Asyifa yang perasaannya berubah menjadi semakin buruk akibat diabaikan oleh Zidan dengan sikap datar pria itu, akhirnya menjadi tidak bisa fokus sama sekali hingga acara malam itu selesai.
Semua tamu yang berjalan pulang wajahnya terlihat penuh dengan suka cita, serta bibir terukir senyuman dan juga tawa. Melihat hal tersebut, membuat Asyifa seketika menjadi sangat sedih.
Saat hendak berjalan keluar dari tempat pesta untuk pulang ke tempat tinggalnya, wanita itu tanpa sengaja berpapasan dengan sosoknya melalui pantulan cermin di dekat pintu keluar.

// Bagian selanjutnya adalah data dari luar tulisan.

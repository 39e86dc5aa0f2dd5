use std::cmp::Ordering;
use std::collections::hash_map::DefaultHasher;
use std::hash::{Hash, Hasher};

use firestore_core::firestore::model::{GeoPoint, Timestamp};
use firestore_core::firestore::value::{values, BytesValue, FirestoreValue};
use proptest::collection::{btree_map, vec};
use proptest::prelude::*;

fn scalar() -> impl Strategy<Value = FirestoreValue> {
    prop_oneof![
        Just(FirestoreValue::null()),
        any::<bool>().prop_map(FirestoreValue::from_bool),
        (-5i64..5).prop_map(FirestoreValue::from_integer),
        any::<i64>().prop_map(FirestoreValue::from_integer),
        prop_oneof![
            Just(f64::NAN),
            Just(f64::INFINITY),
            Just(f64::NEG_INFINITY),
            Just(-0.0),
            (-5i64..5).prop_map(|value| value as f64),
            any::<f64>(),
        ]
        .prop_map(FirestoreValue::from_double),
        (Timestamp::MIN_SECONDS..=Timestamp::MAX_SECONDS, 0..1_000_000_000i32)
            .prop_map(|(seconds, nanos)| FirestoreValue::from_timestamp(Timestamp::new(seconds, nanos))),
        "[a-c\u{e9}]{0,3}".prop_map(FirestoreValue::from_string),
        vec(any::<u8>(), 0..3).prop_map(|bytes| FirestoreValue::from_bytes(BytesValue::from(bytes))),
        "[ab]{1,2}/[ab]{1,2}(/[ab]{1,2}/[ab]{1,2})?".prop_map(FirestoreValue::from_reference),
        (-90.0..=90.0f64, -180.0..=180.0f64).prop_map(|(latitude, longitude)| {
            FirestoreValue::from_geo_point(GeoPoint::new(latitude, longitude).unwrap())
        }),
    ]
}

fn value() -> impl Strategy<Value = FirestoreValue> {
    scalar().prop_recursive(3, 24, 4, |inner| {
        prop_oneof![
            vec(inner.clone(), 0..4).prop_map(FirestoreValue::from_array),
            btree_map("[a-c]", inner, 0..3).prop_map(FirestoreValue::from_map),
        ]
    })
}

fn contains_nan(value: &FirestoreValue) -> bool {
    if value.is_nan() {
        return true;
    }
    if let Some(array) = value.as_array() {
        return array.values().iter().any(contains_nan);
    }
    if let Some(map) = value.as_map() {
        return map.fields().values().any(contains_nan);
    }
    false
}

fn hash_of(value: &FirestoreValue) -> u64 {
    let mut hasher = DefaultHasher::new();
    value.hash(&mut hasher);
    hasher.finish()
}

proptest! {
    #[test]
    fn compare_is_reflexive(a in value()) {
        prop_assert_eq!(values::compare(&a, &a), Ordering::Equal);
    }

    #[test]
    fn compare_is_antisymmetric(a in value(), b in value()) {
        prop_assert_eq!(values::compare(&a, &b), values::compare(&b, &a).reverse());
    }

    #[test]
    fn compare_is_transitive(a in value(), b in value(), c in value()) {
        let mut sorted = [a, b, c];
        sorted.sort_by(values::compare);
        let [low, mid, high] = &sorted;
        prop_assert_ne!(values::compare(low, mid), Ordering::Greater);
        prop_assert_ne!(values::compare(mid, high), Ordering::Greater);
        prop_assert_ne!(values::compare(low, high), Ordering::Greater);
    }

    #[test]
    fn compare_agrees_with_equals(a in value(), b in value()) {
        let equal = values::equals(&a, &b);
        if equal {
            prop_assert_eq!(values::compare(&a, &b), Ordering::Equal);
            prop_assert_eq!(hash_of(&a), hash_of(&b));
        } else if !contains_nan(&a) && !contains_nan(&b) {
            prop_assert_ne!(values::compare(&a, &b), Ordering::Equal);
        }
    }

    #[test]
    fn type_order_dominates(a in scalar(), b in scalar()) {
        let by_type = values::type_order(&a).cmp(&values::type_order(&b));
        if by_type != Ordering::Equal {
            prop_assert_eq!(values::compare(&a, &b), by_type);
        }
    }

    #[test]
    fn integers_compare_exactly(a in any::<i64>(), b in any::<i64>()) {
        prop_assert_eq!(
            values::compare(&FirestoreValue::from_integer(a), &FirestoreValue::from_integer(b)),
            a.cmp(&b)
        );
    }
}

#[test]
fn numeric_family_equality() {
    let zero_int = FirestoreValue::from_integer(0);
    let zero = FirestoreValue::from_double(0.0);
    let negative_zero = FirestoreValue::from_double(-0.0);
    assert!(values::equals(&zero_int, &zero));
    assert!(values::equals(&zero, &negative_zero));
    assert!(values::equals(
        &FirestoreValue::from_integer(20),
        &FirestoreValue::from_double(20.0)
    ));
}

#[test]
fn nan_sorts_below_negative_infinity() {
    let nan = FirestoreValue::from_double(f64::NAN);
    let negative_infinity = FirestoreValue::from_double(f64::NEG_INFINITY);
    assert_eq!(values::compare(&nan, &negative_infinity), Ordering::Less);
    assert_eq!(
        values::compare(&nan, &FirestoreValue::from_integer(i64::MIN)),
        Ordering::Less
    );
    assert_eq!(values::compare(&nan, &nan), Ordering::Equal);
    assert!(!values::equals(&nan, &nan));
}

#[test]
fn large_integers_keep_precision_against_doubles() {
    let big = FirestoreValue::from_integer(i64::MAX);
    let rounded = FirestoreValue::from_double(i64::MAX as f64);
    assert_eq!(values::compare(&big, &rounded), Ordering::Less);
    assert!(!values::equals(&big, &rounded));
}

Wajah yang awalnya terlihat biasa miliknya, kini terlihat jauh lebih cantik berkat bakat dari tangan Kinara. Namun saat matanya jatuh pada pakaian pesta yang dikenakan, Asyifa tersenyum kecut.
Di pesta perusahaan yang sebesar itu, dan dengan semua tamu penting yang berpakaian dan berdandan mewah, hanya dirinya sendiri yang terlihat lusuh dengan pakaian pesta yang sangat biasa.
"Sangat menyedihkan" gumam Asyifa sedih kepada dirinya sendiri dengan suara pelan.
"Asyifa?" panggil sebuah suara dari arah belakang Asyifa, yang langsung membuat wanita itu terkejut.
"Ah, pak Zidan. Ada apa yah pak, apa bapak membutuhkan sesuatu?"
"Tidak, aku tidak membutuhkan apa-apa atau pun semacamnya. Aku ke sini karna ingin memastikan bahwa semua hal sudah kamu tangani dengan baik bukan?"
"Sudah kok pak. Aku sudah memastikannya bahkan hingga hal yang terkecil sekalipun, baru lah bersiap untuk pulang sekarang"
"Baguslah kalau begitu. Tapi kalau boleh tahu, tadi kamu sedang bicara dengan siapa? Dan lagi, tadi aku sempat mendengar kamu seolah mengumamkan kata menyedihkan. Siapa yang menyedihkan?" tanya Zidan penasaran.
Asyifa yang mendengar ucapan dari pria di depannya itu bahwa telah memperhatikan semua tingkah bodohnya barusan, langsung terdiam seribu bahasa dan tak tahu harus menjawab apa.
Mana mungkin dirinya bisa mengatakan kalau sedang berbicara seorang diri, dan ucapan itu adalah untuknya yang mendapat perlakuan datar dari Zidan.
Disaat Asyifa sedang memutar otak untuk mencari jawaban yang sekiranya dapat ia berikan pada Zidan, Kinara terlihat berjalan mendekat ke arah mereka berdua.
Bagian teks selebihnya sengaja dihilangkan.